So I have two questions:
Is it meaningful and common to actually run this pragma when using SQLite as the file format for a program?
If so, how should that number be chosen? Simply a random number? Or somehow derived from the program's name, homepage or whatever?
Edit:
In addition to the MikeT's answer, I want to add that using this feature, a file can be identified by the file (1) using a magic definition, also including the user_version. For e. g. 123 like so:
0 string SQLite\ format\ 3
>68 belong =int(0x0000007b) Program 123 file (using SQLite)
>>60 belong x \b, Version %d
which actually might be a nice use-case, as one can simply distinguish the file from a "plain" SQLite datase in this way.
Is it meaningful and common to actually run this pragma when using
SQLite as the file format for a program?
It is a rarely used feature and would only be meaningful to a specific application which would handle it in it's own way. It's basically a variable that can be set/changed to indicate to the specific application.
Say for example the application wanted to handle encrypted/non encrypted data the value could be set to indicate an encrypted database (or be a value to indicate one of a set of different encryption methods) or a non-encrypted, thus you could have a single easily and efficiently obtained value to determine which type.

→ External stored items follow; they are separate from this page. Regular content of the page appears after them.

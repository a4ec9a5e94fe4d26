//! Crate-level error type.

use thiserror::Error;

/// Result alias for fallible meshtris operations.
pub type Result<T> = std::result::Result<T, Error>;

/// Errors surfaced to the launcher. Everything here is fatal at startup;
/// runtime failures inside a session are handled by the peer core instead
/// (teardown, back to matchmaking).
#[derive(Debug, Error)]
pub enum Error {
    /// Socket setup failed (multicast join, UDP bind).
    #[error("I/O error: {0}")]
    Io(#[from] std::io::Error),

    /// The RPC listener could not be published.
    #[error(transparent)]
    Rpc(#[from] crate::rpc::RpcError),

    /// Unusable launch arguments.
    #[error("invalid configuration: {0}")]
    Config(String),
}
//! RPC transport — request/response between peers addressed by `host:port`.
//!
//! Each outbound call opens a short-lived TCP connection, writes one
//! JSON-framed request line, and reads one response line; the server side
//! accepts connections and answers until the client hangs up. There are no
//! retries and no per-call timeout: any transport failure is terminal for
//! the calling session, by contract.

use std::future::Future;
use std::net::SocketAddr;
use std::sync::Arc;

use futures::{SinkExt, StreamExt};
use tokio::net::{lookup_host, TcpListener, TcpStream};
use tokio::sync::watch;
use tokio::task::JoinHandle;
use tokio_util::codec::Framed;
use tracing::{debug, warn};

use crate::board::{Outcome, Symbol};
use crate::codec::{CodecError, JsonLines};
use crate::wire::{Request, Response};

/// Client-side framing: decode responses, encode requests.
type ClientFrames = Framed<TcpStream, JsonLines<Response, Request>>;
/// Server-side framing: decode requests, encode responses.
type ServerFrames = Framed<TcpStream, JsonLines<Request, Response>>;

/// Transport failure modes. All of them end the caller's session.
#[derive(Debug, thiserror::Error)]
pub enum RpcError {
    #[error("malformed peer address '{0}'")]
    MalformedAddress(String),
    #[error("no peer bound at {0}")]
    NotBound(String),
    #[error("peer unreachable: {0}")]
    Unreachable(#[source] std::io::Error),
    #[error("remote error: {0}")]
    Remote(String),
    #[error("protocol error: {0}")]
    Protocol(String),
}

impl From<CodecError> for RpcError {
    fn from(e: CodecError) -> Self {
        match e {
            CodecError::Io(io) => RpcError::Unreachable(io),
            other => RpcError::Protocol(other.to_string()),
        }
    }
}

/// A resolved remote peer. Holds no connection: every call dials anew.
#[derive(Debug, Clone)]
pub struct PeerHandle {
    id: String,
    addr: SocketAddr,
}

impl PeerHandle {
    /// Resolve a logical id to a callable handle.
    ///
    /// Confirms that something answers `get_id` at the address: a handle is
    /// known-reachable at resolution time and nothing more.
    pub async fn resolve(id: &str) -> Result<Self, RpcError> {
        let addr = resolve_addr(id).await?;
        let handle = Self {
            id: id.to_owned(),
            addr,
        };
        let echoed = handle.get_id().await?;
        if echoed != handle.id {
            debug!(expected = %handle.id, got = %echoed, "peer answers under a different id");
        }
        Ok(handle)
    }

    pub fn id(&self) -> &str {
        &self.id
    }

    pub async fn ping(&self) -> Result<bool, RpcError> {
        self.call_bool(Request::Ping).await
    }

    pub async fn get_id(&self) -> Result<String, RpcError> {
        match self.call(Request::GetId).await? {
            Response::Id { value } => Ok(value),
            other => Err(unexpected(&other)),
        }
    }

    pub async fn is_in_game(&self) -> Result<bool, RpcError> {
        self.call_bool(Request::IsInGame).await
    }

    pub async fn propose_match(&self, proposer_id: &str) -> Result<bool, RpcError> {
        self.call_bool(Request::ProposeMatch {
            proposer_id: proposer_id.to_owned(),
        })
        .await
    }

    pub async fn confirm_match(
        &self,
        opponent_id: &str,
        start_with_token: bool,
        symbol: Symbol,
    ) -> Result<(), RpcError> {
        self.call_unit(Request::ConfirmMatch {
            opponent_id: opponent_id.to_owned(),
            start_with_token,
            symbol,
        })
        .await
    }

    pub async fn receive_token(&self) -> Result<(), RpcError> {
        self.call_unit(Request::ReceiveToken).await
    }

    pub async fn update_move(
        &self,
        row: i32,
        col: i32,
        symbol: Symbol,
        outcome: Outcome,
    ) -> Result<(), RpcError> {
        self.call_unit(Request::UpdateMove {
            row,
            col,
            symbol,
            outcome,
        })
        .await
    }

    /// Blocks until the remote user has answered the rematch prompt.
    pub async fn get_rematch_decision(&self) -> Result<bool, RpcError> {
        self.call_bool(Request::GetRematchDecision).await
    }

    pub async fn start_rematch(
        &self,
        start_with_token: bool,
        symbol: Symbol,
    ) -> Result<(), RpcError> {
        self.call_unit(Request::StartRematch {
            start_with_token,
            symbol,
        })
        .await
    }

    pub async fn no_rematch(&self) -> Result<(), RpcError> {
        self.call_unit(Request::NoRematch).await
    }

    async fn call(&self, request: Request) -> Result<Response, RpcError> {
        let stream = TcpStream::connect(self.addr).await.map_err(|e| {
            if e.kind() == std::io::ErrorKind::ConnectionRefused {
                RpcError::NotBound(self.id.clone())
            } else {
                RpcError::Unreachable(e)
            }
        })?;
        let mut frames: ClientFrames = Framed::new(stream, JsonLines::default());
        frames.send(request).await?;
        match frames.next().await {
            Some(Ok(Response::Error { message })) => Err(RpcError::Remote(message)),
            Some(Ok(response)) => Ok(response),
            Some(Err(e)) => Err(e.into()),
            None => Err(RpcError::Protocol(
                "connection closed before response".into(),
            )),
        }
    }

    async fn call_bool(&self, request: Request) -> Result<bool, RpcError> {
        match self.call(request).await? {
            Response::Bool { value } => Ok(value),
            other => Err(unexpected(&other)),
        }
    }

    async fn call_unit(&self, request: Request) -> Result<(), RpcError> {
        match self.call(request).await? {
            Response::Unit => Ok(()),
            other => Err(unexpected(&other)),
        }
    }
}

fn unexpected(response: &Response) -> RpcError {
    RpcError::Protocol(format!("unexpected response shape: {response:?}"))
}

/// Parse `host:port`, resolving the host when it is not a literal address.
async fn resolve_addr(id: &str) -> Result<SocketAddr, RpcError> {
    let (host, port_str) = id
        .rsplit_once(':')
        .ok_or_else(|| RpcError::MalformedAddress(id.to_owned()))?;
    if host.is_empty() {
        return Err(RpcError::MalformedAddress(id.to_owned()));
    }
    let port: u16 = port_str
        .parse()
        .map_err(|_| RpcError::MalformedAddress(id.to_owned()))?;
    let mut addrs = lookup_host((host, port))
        .await
        .map_err(RpcError::Unreachable)?;
    addrs
        .next()
        .ok_or_else(|| RpcError::MalformedAddress(id.to_owned()))
}

// ── Server side ───────────────────────────────────────────────────────

/// The inbound operation surface a published peer implements.
///
/// `handle` may legitimately block for a long time (the rematch decision
/// waits on the local user), so every connection gets its own task.
pub trait PeerApi: Send + Sync + 'static {
    fn handle(self: Arc<Self>, request: Request) -> impl Future<Output = Response> + Send;
}

/// A published peer: accepts inbound calls until closed or dropped.
pub struct RpcServer {
    local_addr: SocketAddr,
    shutdown: watch::Sender<bool>,
    task: JoinHandle<()>,
}

impl RpcServer {
    pub fn local_addr(&self) -> SocketAddr {
        self.local_addr
    }

    /// Stop accepting. In-flight connections finish on their own.
    pub fn close(&self) {
        let _ = self.shutdown.send(true);
    }
}

impl Drop for RpcServer {
    fn drop(&mut self) {
        self.close();
        self.task.abort();
    }
}

/// Make `api` reachable for inbound invocations at `addr`.
pub async fn publish<A: PeerApi>(api: Arc<A>, addr: SocketAddr) -> Result<RpcServer, RpcError> {
    let listener = TcpListener::bind(addr).await.map_err(RpcError::Unreachable)?;
    let local_addr = listener.local_addr().map_err(RpcError::Unreachable)?;
    let (shutdown, mut shutdown_rx) = watch::channel(false);

    let task = tokio::spawn(async move {
        loop {
            tokio::select! {
                _ = shutdown_rx.changed() => break,
                accepted = listener.accept() => match accepted {
                    Ok((stream, remote)) => {
                        debug!(%remote, "inbound rpc connection");
                        let api = api.clone();
                        tokio::spawn(serve_connection(api, stream));
                    }
                    Err(e) => warn!(error = %e, "rpc accept error"),
                },
            }
        }
    });

    Ok(RpcServer {
        local_addr,
        shutdown,
        task,
    })
}

async fn serve_connection<A: PeerApi>(api: Arc<A>, stream: TcpStream) {
    let mut frames: ServerFrames = Framed::new(stream, JsonLines::default());
    while let Some(next) = frames.next().await {
        match next {
            Ok(request) => {
                let response = api.clone().handle(request).await;
                if frames.send(response).await.is_err() {
                    break;
                }
            }
            Err(e) => {
                // The stream position is unreliable after a framing error:
                // answer once and hang up.
                debug!(error = %e, "undecodable rpc frame");
                let _ = frames
                    .send(Response::Error {
                        message: e.to_string(),
                    })
                    .await;
                break;
            }
        }
    }
}

#[cfg(test)]
mod tests {
    use super::*;

    /// Answers every operation with fixed values; records nothing.
    struct EchoApi {
        id: String,
    }

    impl PeerApi for EchoApi {
        fn handle(
            self: Arc<Self>,
            request: Request,
        ) -> impl Future<Output = Response> + Send {
            async move {
                match request {
                    Request::Ping => Response::Bool { value: true },
                    Request::GetId => Response::Id {
                        value: self.id.clone(),
                    },
                    Request::ProposeMatch { proposer_id } => Response::Bool {
                        value: proposer_id < self.id,
                    },
                    _ => Response::Unit,
                }
            }
        }
    }

    async fn publish_echo(echo_id: &str) -> (RpcServer, String) {
        let api = Arc::new(EchoApi {
            id: echo_id.to_owned(),
        });
        let server = publish(api, "127.0.0.1:0".parse().unwrap()).await.unwrap();
        let id = format!("127.0.0.1:{}", server.local_addr().port());
        (server, id)
    }

    #[tokio::test]
    async fn resolve_and_call_round_trip() {
        let (_server, id) = publish_echo("anyone:1").await;

        // resolve only requires that *something* answers get_id.
        let handle = PeerHandle::resolve(&id).await.unwrap();
        assert_eq!(handle.id(), id);
        assert!(handle.ping().await.unwrap());
        handle.receive_token().await.unwrap();
    }

    #[tokio::test]
    async fn multiple_calls_per_handle() {
        let (_server, id) = publish_echo("echo:1").await;
        let handle = PeerHandle::resolve(&id).await.unwrap();
        for _ in 0..3 {
            assert!(handle.ping().await.unwrap());
        }
        assert_eq!(handle.get_id().await.unwrap(), "echo:1");
    }

    #[tokio::test]
    async fn propose_match_carries_the_proposer() {
        let (_server, id) = publish_echo("128.0.0.0:1").await;
        let handle = PeerHandle::resolve(&id).await.unwrap();
        assert!(handle.propose_match("0.0.0.0:1").await.unwrap());
        assert!(!handle.propose_match("255.0.0.0:1").await.unwrap());
    }

    #[tokio::test]
    async fn not_bound_when_nothing_listens() {
        // Bind then immediately drop to get a port that refuses.
        let listener = TcpListener::bind("127.0.0.1:0").await.unwrap();
        let port = listener.local_addr().unwrap().port();
        drop(listener);

        let err = PeerHandle::resolve(&format!("127.0.0.1:{port}"))
            .await
            .unwrap_err();
        assert!(matches!(err, RpcError::NotBound(_)), "got {err:?}");
    }

    #[tokio::test]
    async fn malformed_addresses_rejected() {
        for id in ["no-port", ":5000", "host:", "host:notaport"] {
            let err = PeerHandle::resolve(id).await.unwrap_err();
            assert!(
                matches!(err, RpcError::MalformedAddress(_)),
                "{id} should be malformed, got {err:?}"
            );
        }
    }

    #[tokio::test]
    async fn closed_server_stops_answering() {
        let (server, id) = publish_echo("echo:1").await;
        let handle = PeerHandle::resolve(&id).await.unwrap();
        assert!(handle.ping().await.is_ok());

        drop(server);
        // Give the accept loop a moment to die.
        tokio::time::sleep(std::time::Duration::from_millis(50)).await;
        assert!(handle.ping().await.is_err());
    }
}
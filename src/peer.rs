//! The peer core — distributed matchmaking, the token-passing game loop,
//! the two-peer rematch consensus, and opponent liveness.
//!
//! Every peer is simultaneously a server (the inbound operations of
//! [`crate::wire::Request`]) and a client (the matchmaking and liveness
//! timers, the interactive turn executor). All session state lives behind
//! one mutex that is never held across an await: remote calls are issued
//! outside the lock and commits re-check state under it, so transitions
//! appear atomic to inbound handlers.
//!
//! Symmetry breaking rests entirely on the lexicographic order of
//! `host:port` ids: proposals flow only from smaller to larger id, the
//! smaller id starts as X with the token, and the smaller id coordinates
//! the rematch consensus.

use std::sync::{Arc, Mutex, MutexGuard};

use tokio::sync::watch;
use tokio::task::JoinHandle;
use tracing::{debug, info, warn};

use crate::board::{Board, Outcome, Symbol};
use crate::config::PeerConfig;
use crate::console::{Console, MoveInput};
use crate::rpc::{PeerApi, PeerHandle};
use crate::view::MembershipView;
use crate::wire::{Request, Response};

/// Local decision slot for the rematch consensus.
///
/// Set at most once per session; `Cancelled` resolves any pending reader
/// to "no" and is what a reader sees between sessions, so a decision can
/// never leak from one session into the next.
#[derive(Debug, Clone, Copy, PartialEq, Eq)]
enum RematchSlot {
    Unset,
    Decided(bool),
    Cancelled,
}

/// Mutable session state, all behind one lock.
#[derive(Debug)]
struct SessionState {
    board: Board,
    in_game: bool,
    has_token: bool,
    my_symbol: Symbol,
    opponent: Option<PeerHandle>,
    opponent_id: Option<String>,
    last_opponent_id: Option<String>,
    looking_for_matches: bool,
}

/// One peer process: identity, session state, and the timers around them.
pub struct Peer {
    id: String,
    state: Mutex<SessionState>,
    rematch: watch::Sender<RematchSlot>,
    view: Arc<MembershipView>,
    console: Console,
    config: PeerConfig,
    shutdown: watch::Sender<bool>,
    timers: Mutex<Vec<JoinHandle<()>>>,
}
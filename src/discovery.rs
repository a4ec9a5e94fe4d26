//! Peer discovery over UDP multicast, with optional epidemic gossip.
//!
//! Every peer multicasts `HELLO <id>` on a fixed group/port and folds the
//! announcements it hears into the membership view. In gossip mode,
//! learning a previously-unknown id triggers a unicast `GOSSIP` digest to
//! one uniformly random known peer — gossip is never periodic. A cleaner
//! evicts ids that stop announcing; last-seen bookkeeping runs in both
//! modes so the cleaner works even with gossip off.

use std::net::{Ipv4Addr, SocketAddr};
use std::sync::Arc;

use rand::seq::SliceRandom;
use tokio::net::UdpSocket;
use tokio::sync::watch;
use tokio::task::JoinHandle;
use tracing::{debug, info, trace, warn};

use crate::config::DiscoveryConfig;
use crate::error::Error;
use crate::view::{now_ms, MembershipView};
use crate::wire::{Datagram, GossipEntry};

/// Running discovery component. Owns the multicast socket and its loops.
pub struct Discovery {
    view: Arc<MembershipView>,
    socket: Arc<UdpSocket>,
    group: Ipv4Addr,
    shutdown: watch::Sender<bool>,
    tasks: Vec<JoinHandle<()>>,
}

impl Discovery {
    /// Join the multicast group and start the sender, receiver, and
    /// cleaner loops.
    pub async fn spawn(self_id: &str, config: DiscoveryConfig) -> Result<Self, Error> {
        let socket = Arc::new(bind_multicast(config.group, config.port)?);
        let view = Arc::new(MembershipView::new(self_id));
        let (shutdown, _) = watch::channel(false);

        info!(
            id = %self_id,
            group = %config.group,
            port = config.port,
            gossip = config.gossip,
            "discovery joined multicast group"
        );

        let mut tasks = Vec::new();
        tasks.push(tokio::spawn(sender_loop(
            socket.clone(),
            view.clone(),
            config.clone(),
            shutdown.subscribe(),
        )));
        tasks.push(tokio::spawn(receiver_loop(
            socket.clone(),
            view.clone(),
            config.clone(),
            shutdown.subscribe(),
        )));
        tasks.push(tokio::spawn(cleaner_loop(
            view.clone(),
            config.clone(),
            shutdown.subscribe(),
        )));

        Ok(Self {
            view,
            socket,
            group: config.group,
            shutdown,
            tasks,
        })
    }

    /// The live membership view this component maintains.
    pub fn view(&self) -> Arc<MembershipView> {
        self.view.clone()
    }

    /// Stop the loops and leave the multicast group.
    pub fn close(&self) {
        let _ = self.shutdown.send(true);
        for task in &self.tasks {
            task.abort();
        }
        let _ = self
            .socket
            .leave_multicast_v4(self.group, Ipv4Addr::UNSPECIFIED);
        info!("discovery closed");
    }
}

/// Bind the shared discovery socket.
///
/// Reuse flags let several peers on one machine share the port, which is
/// how multiple local processes all hear the same multicast traffic.
fn bind_multicast(group: Ipv4Addr, port: u16) -> std::io::Result<UdpSocket> {
    use socket2::{Domain, Protocol, Socket, Type};

    let socket = Socket::new(Domain::IPV4, Type::DGRAM, Some(Protocol::UDP))?;
    socket.set_reuse_address(true)?;
    #[cfg(unix)]
    socket.set_reuse_port(true)?;
    let bind_addr: SocketAddr = (Ipv4Addr::UNSPECIFIED, port).into();
    socket.bind(&bind_addr.into())?;
    socket.set_nonblocking(true)?;

    let socket = UdpSocket::from_std(socket.into())?;
    socket.join_multicast_v4(group, Ipv4Addr::UNSPECIFIED)?;
    socket.set_multicast_loop_v4(true)?;
    Ok(socket)
}

async fn sender_loop(
    socket: Arc<UdpSocket>,
    view: Arc<MembershipView>,
    config: DiscoveryConfig,
    mut shutdown: watch::Receiver<bool>,
) {
    let hello = Datagram::Hello {
        id: view.self_id().to_owned(),
    }
    .encode();
    let target = SocketAddr::from((config.group, config.port));
    let mut ticker = tokio::time::interval(config.hello_period);
    ticker.set_missed_tick_behavior(tokio::time::MissedTickBehavior::Delay);
    loop {
        tokio::select! {
            _ = shutdown.changed() => break,
            _ = ticker.tick() => {
                if let Err(e) = socket.send_to(hello.as_bytes(), target).await {
                    warn!(error = %e, "hello send failed");
                } else {
                    trace!("hello sent");
                }
            }
        }
    }
}

async fn receiver_loop(
    socket: Arc<UdpSocket>,
    view: Arc<MembershipView>,
    config: DiscoveryConfig,
    mut shutdown: watch::Receiver<bool>,
) {
    let mut buf = [0u8; 4096];
    loop {
        let (len, from) = tokio::select! {
            _ = shutdown.changed() => break,
            received = socket.recv_from(&mut buf) => match received {
                Ok(ok) => ok,
                Err(e) => {
                    warn!(error = %e, "discovery receive error");
                    continue;
                }
            },
        };
        let Ok(payload) = std::str::from_utf8(&buf[..len]) else {
            trace!(%from, "dropping non-utf8 datagram");
            continue;
        };
        match Datagram::parse(payload) {
            Some(Datagram::Hello { id }) => {
                let is_new = view.observe_hello(&id, now_ms());
                if is_new {
                    debug!(peer = %id, "discovered via hello");
                    if config.gossip {
                        send_gossip(&socket, &view, &config).await;
                    }
                }
            }
            Some(Datagram::Gossip { entries }) if config.gossip => {
                let added = view.merge_gossip(
                    &entries,
                    now_ms(),
                    config.gossip_staleness.as_millis() as i64,
                );
                if !added.is_empty() {
                    debug!(peers = ?added, "discovered via gossip");
                    send_gossip(&socket, &view, &config).await;
                }
            }
            Some(Datagram::Gossip { .. }) => {} // gossip disabled
            None => trace!(%from, "ignoring unknown datagram"),
        }
    }
}

async fn cleaner_loop(
    view: Arc<MembershipView>,
    config: DiscoveryConfig,
    mut shutdown: watch::Receiver<bool>,
) {
    let mut ticker = tokio::time::interval(config.prune_period);
    ticker.set_missed_tick_behavior(tokio::time::MissedTickBehavior::Delay);
    loop {
        tokio::select! {
            _ = shutdown.changed() => break,
            _ = ticker.tick() => {
                let removed = view.prune(now_ms(), config.prune_after.as_millis() as i64);
                for id in removed {
                    info!(peer = %id, "peer expired from view");
                }
            }
        }
    }
}

/// Unicast the current view to one uniformly random known peer.
async fn send_gossip(socket: &UdpSocket, view: &MembershipView, config: &DiscoveryConfig) {
    let peers = view.snapshot();
    let Some(target_id) = peers.choose(&mut rand::thread_rng()) else {
        return;
    };
    let Some((host, _)) = target_id.rsplit_once(':') else {
        return;
    };
    let payload = build_digest(view).encode();
    match socket
        .send_to(payload.as_bytes(), (host, config.port))
        .await
    {
        Ok(_) => trace!(target = %target_id, "gossip sent"),
        Err(e) => debug!(target = %target_id, error = %e, "gossip send failed"),
    }
}

/// The digest starts with the sender stamped at its current clock,
/// followed by every known peer at its last sighting.
fn build_digest(view: &MembershipView) -> Datagram {
    let mut entries = vec![GossipEntry {
        id: view.self_id().to_owned(),
        ts: now_ms(),
    }];
    entries.extend(view.entries());
    Datagram::Gossip { entries }
}

#[cfg(test)]
mod tests {
    use super::*;

    #[test]
    fn digest_leads_with_self() {
        let view = MembershipView::new("a:1");
        view.observe_hello("b:2", 1000);
        view.observe_hello("c:3", 2000);

        let Datagram::Gossip { entries } = build_digest(&view) else {
            panic!("digest must be a gossip datagram");
        };
        assert_eq!(entries[0].id, "a:1");
        assert!(entries[0].ts > 0);
        assert_eq!(entries.len(), 3);

        let ids: Vec<&str> = entries.iter().map(|e| e.id.as_str()).collect();
        assert!(ids.contains(&"b:2"));
        assert!(ids.contains(&"c:3"));
    }

    #[test]
    fn digest_of_empty_view_still_names_self() {
        let view = MembershipView::new("a:1");
        let Datagram::Gossip { entries } = build_digest(&view) else {
            panic!("digest must be a gossip datagram");
        };
        assert_eq!(entries.len(), 1);
        assert_eq!(entries[0].id, "a:1");
    }

    #[test]
    fn digest_round_trips_through_the_wire_format() {
        let view = MembershipView::new("a:1");
        view.observe_hello("b:2", 1000);

        let encoded = build_digest(&view).encode();
        let parsed = Datagram::parse(&encoded).expect("digest should parse");
        let Datagram::Gossip { entries } = parsed else {
            panic!("expected gossip");
        };
        assert_eq!(entries.len(), 2);
        assert_eq!(entries[0].id, "a:1");
    }
}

Of course other methods could be used e.g. if the user_version isn't otherwise utilised that could be used.
If so, how should that number be chosen? Simply a random number? Or
somehow derived from the program's name, homepage or whatever?
The number, if used, should probably be set simply as it would need to be interpreted into a meaningful value. A random value would probably not be of any use.
In short it's a 4 byte field in the header that can be used as desired, similar to the user version field. However, it has the advantage that is less likely to alreadey be used, as an example if using the Android SDK/API's then the user_version is utilised for versioning and should not be used (or used with great care).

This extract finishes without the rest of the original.